Proxy data objects provide optional linking to external objects and small modular data interfaces from which DarwinCore and LinneanCore- like protocol interfaces can be constructed
Gregor Hagedorn (Federal Biological Research Center, Institute for Plant Virology, Microbiology, and Biological Safety, Königin-Luise-Str. 19, 14195 Berlin, Germany)Ideally, biodiversity data are expressed using well-defined object types (with generally accepted and intuitive property and object composition concepts) and all objects required in relations are available in digital form, identifiable through resolvable globally unique identifiers. Reality is different. a) the complex models like ABCD, SDD, TCS etc. are under debate and not necessarily fully stable. A consequence is that simplified "Cores" like DarwinCore or LinneanCore are proposed. b) Most required data are not digitized at all. Wherever data should naturally refer to other biodiversity domains alternative models are required to either linking something external or provide a sufficient internal object definition. Such a definition also involves a simplified set of core elements.
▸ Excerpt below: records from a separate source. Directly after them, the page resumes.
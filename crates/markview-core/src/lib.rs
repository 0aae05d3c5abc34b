//! markview-core - Markdown AST and HTML rendering
//!
//! This crate provides the core data structures and HTML rendering for
//! markview. The parser in the `markview` crate produces the [`Node`]
//! tree; [`render`] walks it back out as an HTML string.
//!
//! # Architecture
//!
//! ```text
//! Markdown String ──parse──▶ ┌──────────────┐
//!                            │ Markdown AST │ ──render──▶ HTML String
//!                            └──────────────┘
//! ```
//!
//! # Example
//!
//! ```rust
//! use markview_core::{render, Node};
//!
//! let ast = Node::Root {
//!     children: vec![
//!         Node::Heading {
//!             level: 1,
//!             children: vec![Node::text("Hello World")],
//!         },
//!         Node::Paragraph {
//!             children: vec![
//!                 Node::text("This is "),
//!                 Node::Bold {
//!                     children: vec![Node::text("bold")],
//!                 },
//!                 Node::text(" text."),
//!             ],
//!         },
//!     ],
//! };
//!
//! let html = render(&ast);
//! assert_eq!(
//!     html,
//!     "<h1>Hello World</h1><p>This is <strong>bold</strong> text.</p>"
//! );
//! ```

mod ast;
mod render;

pub use ast::Node;
pub use render::render;
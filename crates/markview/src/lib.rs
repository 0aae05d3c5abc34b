//! # markview
//!
//! Line-oriented Markdown to HTML conversion.
//!
//! The parser classifies a document line by line into block constructs,
//! runs a fixed sequence of inline extraction passes over text content,
//! and produces the [`Node`] tree defined in `markview-core`; [`render`]
//! turns that tree back into an HTML string. Both halves are pure and
//! total: no input makes them fail, and repeated calls share no state.
//!
//! ## Example
//!
//! ```rust
//! use markview::to_html;
//!
//! let html = to_html("# Hello\n\nThis is **bold** text.");
//! assert_eq!(
//!     html,
//!     "<h1>Hello</h1><p>This is <strong>bold</strong> text.</p>"
//! );
//! ```
//!
//! For callers that want to inspect or transform the tree between the
//! two halves, [`parse`] and [`render`] are exposed separately:
//!
//! ```rust
//! use markview::{parse, render, Node};
//!
//! let ast = parse("Paragraph 1\n\nParagraph 2");
//! assert!(matches!(&ast, Node::Root { children } if children.len() == 2));
//! assert_eq!(render(&ast), "<p>Paragraph 1</p><p>Paragraph 2</p>");
//! ```

mod block;
mod inline;

pub use block::parse;
pub use markview_core::{render, Node};

/// Convert a Markdown document straight to an HTML string.
pub fn to_html(markdown: &str) -> String {
    render(&parse(markdown))
}
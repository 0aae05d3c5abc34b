//! Inline scanner
//!
//! Extracts inline constructs from a single line of text as a fixed
//! sequence of passes, one per construct, each scanning whatever suffix
//! of the line the previous passes left unconsumed. The pass order is
//! part of the observable behavior: an earlier pass claims its matches
//! outright, so constructs never nest (`**a *b* c**` is one bold span,
//! and the italic pass only ever sees text outside it).

use markview_core::Node;
use once_cell::sync::Lazy;
use regex::{Captures, Regex};

static BOLD: Lazy<Regex> = Lazy::new(|| Regex::new(r"\*\*(.*?)\*\*").unwrap());
static ITALIC: Lazy<Regex> = Lazy::new(|| Regex::new(r"\*(.*?)\*").unwrap());
static STRIKETHROUGH: Lazy<Regex> = Lazy::new(|| Regex::new(r"~~(.*?)~~").unwrap());
static LINK: Lazy<Regex> = Lazy::new(|| Regex::new(r"\[(.*?)\]\((.*?)\)").unwrap());
static IMAGE: Lazy<Regex> = Lazy::new(|| Regex::new(r"!\[(.*?)\]\((.*?)\)").unwrap());
static INLINE_CODE: Lazy<Regex> = Lazy::new(|| Regex::new(r"`(.*?)`").unwrap());
static BLOCKQUOTE: Lazy<Regex> = Lazy::new(|| Regex::new(r"^>\s*(.*)").unwrap());
static UNORDERED_LIST: Lazy<Regex> = Lazy::new(|| Regex::new(r"^[-*+]\s*(.*)").unwrap());
// [0-9] rather than \d keeps the order number ASCII-only
static ORDERED_LIST: Lazy<Regex> = Lazy::new(|| Regex::new(r"^([0-9]+)\.\s*(.*)").unwrap());
static HORIZONTAL_RULE: Lazy<Regex> = Lazy::new(|| Regex::new(r"^(-{3,}|_{3,}|\*{3,})").unwrap());

/// Scan one line of paragraph, heading, or table-cell text into an
/// ordered sequence of inline nodes.
pub(crate) fn scan_line(line: &str) -> Vec<Node> {
    let mut nodes = Vec::new();
    let mut rest = line;

    rest = span_pass(&mut nodes, rest, &BOLD, |caps| Node::Bold {
        children: vec![Node::text(&caps[1])],
    });
    rest = span_pass(&mut nodes, rest, &ITALIC, |caps| Node::Italic {
        children: vec![Node::text(&caps[1])],
    });
    rest = span_pass(&mut nodes, rest, &STRIKETHROUGH, |caps| {
        Node::Strikethrough {
            children: vec![Node::text(&caps[1])],
        }
    });
    rest = span_pass(&mut nodes, rest, &LINK, |caps| Node::Link {
        url: caps[2].to_string(),
        children: vec![Node::text(&caps[1])],
    });
    rest = span_pass(&mut nodes, rest, &IMAGE, |caps| Node::Image {
        url: caps[2].to_string(),
        alt: caps[1].to_string(),
    });
    rest = span_pass(&mut nodes, rest, &INLINE_CODE, |caps| Node::InlineCode {
        children: vec![Node::text(&caps[1])],
    });

    // The marker constructs are tested once against the start of the
    // remaining suffix; a match consumes the rest of the line.
    if let Some(caps) = BLOCKQUOTE.captures(rest) {
        nodes.push(Node::Blockquote {
            children: vec![Node::text(&caps[1])],
        });
        rest = "";
    } else if let Some(caps) = UNORDERED_LIST.captures(rest) {
        nodes.push(Node::UnorderedList {
            children: vec![Node::text(&caps[1])],
        });
        rest = "";
    } else if let Some(caps) = ORDERED_LIST.captures(rest) {
        nodes.push(Node::OrderedList {
            order: caps[1].parse().unwrap_or(u32::MAX),
            children: vec![Node::text(&caps[2])],
        });
        rest = "";
    } else if HORIZONTAL_RULE.is_match(rest) {
        nodes.push(Node::HorizontalRule);
        rest = "";
    }

    if !rest.is_empty() {
        nodes.push(Node::text(rest));
    }

    nodes
}

/// Run one repeated extraction pass: take every non-overlapping match
/// left to right, flushing the plain-text prefix before each match and
/// advancing the cursor past it. Returns the unconsumed suffix for the
/// next pass.
fn span_pass<'a, F>(nodes: &mut Vec<Node>, mut rest: &'a str, pattern: &Regex, build: F) -> &'a str
where
    F: Fn(&Captures) -> Node,
{
    while let Some(caps) = pattern.captures(rest) {
        let Some(matched) = caps.get(0) else { break };
        if matched.start() > 0 {
            nodes.push(Node::text(&rest[..matched.start()]));
        }
        nodes.push(build(&caps));
        rest = &rest[matched.end()..];
    }
    rest
}

#[cfg(test)]
mod tests {
    use super::*;

    fn text(value: &str) -> Node {
        Node::text(value)
    }

    #[test]
    fn test_plain_text() {
        assert_eq!(scan_line("just words"), vec![text("just words")]);
    }

    #[test]
    fn test_empty_line() {
        assert_eq!(scan_line(""), Vec::<Node>::new());
    }

    #[test]
    fn test_bold_with_prefix_and_suffix() {
        assert_eq!(
            scan_line("a **b** c"),
            vec![
                text("a "),
                Node::Bold {
                    children: vec![text("b")]
                },
                text(" c"),
            ]
        );
    }

    #[test]
    fn test_repeated_pass_takes_all_matches() {
        assert_eq!(
            scan_line("**a** and **b**"),
            vec![
                Node::Bold {
                    children: vec![text("a")]
                },
                text(" and "),
                Node::Bold {
                    children: vec![text("b")]
                },
            ]
        );
    }

    #[test]
    fn test_bold_swallows_inner_italic() {
        assert_eq!(
            scan_line("**a *b* c**"),
            vec![Node::Bold {
                children: vec![text("a *b* c")]
            }]
        );
    }

    #[test]
    fn test_italic_before_bold_ends_up_in_flushed_text() {
        // The bold pass runs first and flushes everything before its
        // match as plain text; the italic pass never sees that prefix.
        assert_eq!(
            scan_line("*i* then **b**"),
            vec![
                text("*i* then "),
                Node::Bold {
                    children: vec![text("b")]
                },
            ]
        );
    }

    #[test]
    fn test_italic_alone() {
        assert_eq!(
            scan_line("*i* only"),
            vec![
                Node::Italic {
                    children: vec![text("i")]
                },
                text(" only"),
            ]
        );
    }

    #[test]
    fn test_strikethrough() {
        assert_eq!(
            scan_line("~~gone~~"),
            vec![Node::Strikethrough {
                children: vec![text("gone")]
            }]
        );
    }

    #[test]
    fn test_link() {
        assert_eq!(
            scan_line("see [a](http://x) now"),
            vec![
                text("see "),
                Node::Link {
                    url: "http://x".to_string(),
                    children: vec![text("a")],
                },
                text(" now"),
            ]
        );
    }

    #[test]
    fn test_image_syntax_is_claimed_by_the_link_pass() {
        // The link pass runs before the image pass and matches the
        // bracket-paren part of `![alt](url)`, leaving a literal `!`.
        assert_eq!(
            scan_line("![alt](img.png)"),
            vec![
                text("!"),
                Node::Link {
                    url: "img.png".to_string(),
                    children: vec![text("alt")],
                },
            ]
        );
    }

    #[test]
    fn test_inline_code() {
        assert_eq!(
            scan_line("run `cmd` now"),
            vec![
                text("run "),
                Node::InlineCode {
                    children: vec![text("cmd")]
                },
                text(" now"),
            ]
        );
    }

    #[test]
    fn test_backticks_inside_bold_stay_literal() {
        assert_eq!(
            scan_line("**`x`**"),
            vec![Node::Bold {
                children: vec![text("`x`")]
            }]
        );
    }

    #[test]
    fn test_blockquote_consumes_rest_of_line() {
        assert_eq!(
            scan_line(">   quoted text"),
            vec![Node::Blockquote {
                children: vec![text("quoted text")]
            }]
        );
    }

    #[test]
    fn test_blockquote_marker_mid_line_is_plain_text() {
        assert_eq!(scan_line("x > y"), vec![text("x > y")]);
    }

    #[test]
    fn test_unordered_list_markers() {
        for line in ["- item", "* item", "+ item"] {
            assert_eq!(
                scan_line(line),
                vec![Node::UnorderedList {
                    children: vec![text("item")]
                }],
                "marker line: {line}"
            );
        }
    }

    #[test]
    fn test_ordered_list_keeps_literal_number() {
        assert_eq!(
            scan_line("3. things"),
            vec![Node::OrderedList {
                order: 3,
                children: vec![text("things")],
            }]
        );
    }

    #[test]
    fn test_ordered_list_number_saturates() {
        assert_eq!(
            scan_line("99999999999. big"),
            vec![Node::OrderedList {
                order: u32::MAX,
                children: vec![text("big")],
            }]
        );
    }

    #[test]
    fn test_dashes_are_taken_by_the_list_pass_not_the_rule_pass() {
        // `^[-*+]` wins against `^-{3,}` because the list pass runs
        // first, so a dash rule line becomes a one-item list.
        assert_eq!(
            scan_line("---"),
            vec![Node::UnorderedList {
                children: vec![text("--")]
            }]
        );
    }

    #[test]
    fn test_horizontal_rule_via_underscores() {
        assert_eq!(scan_line("___"), vec![Node::HorizontalRule]);
        assert_eq!(scan_line("_____"), vec![Node::HorizontalRule]);
    }

    #[test]
    fn test_unclosed_double_asterisk_becomes_empty_italic() {
        // The bold pass needs a closing `**`, but the italic pass then
        // reads the leading pair as an empty emphasis span.
        assert_eq!(
            scan_line("**unclosed"),
            vec![
                Node::Italic {
                    children: vec![text("")]
                },
                text("unclosed"),
            ]
        );
    }

    #[test]
    fn test_unclosed_link_stays_text() {
        assert_eq!(scan_line("[label](nope"), vec![text("[label](nope")]);
    }
}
I therefore propose to combine the two problems and define relatively simple data interfaces, that can serve both for protocol/query purposes and for the definition of local proxy objects (= either link to external entities, or provide a local definition). Data interfaces shield the complexity of a fuller model (i.e. the full model can be treated as a black box). They should be rough enough to fit to several models, but also detailed enough to allow the definition of proxy data (i. e. make a substantial semantic definition). Data interface are often implicitly used in current practice. 'Specify' uses a simplified literature and nomenclature interface, DarwinCore contains name, identification and geographical location interfaces, Taxon Concept Schema contains interfaces for literature and specimen, and Linnean Core has a literature interface. Agreeing on a common set of such interface concepts would allow to build Darwin and LinneanCore as well as much of SDD, TCS, etc. from a the same building blocks, drastically reducing the investment needed for a full global biodiversity information system.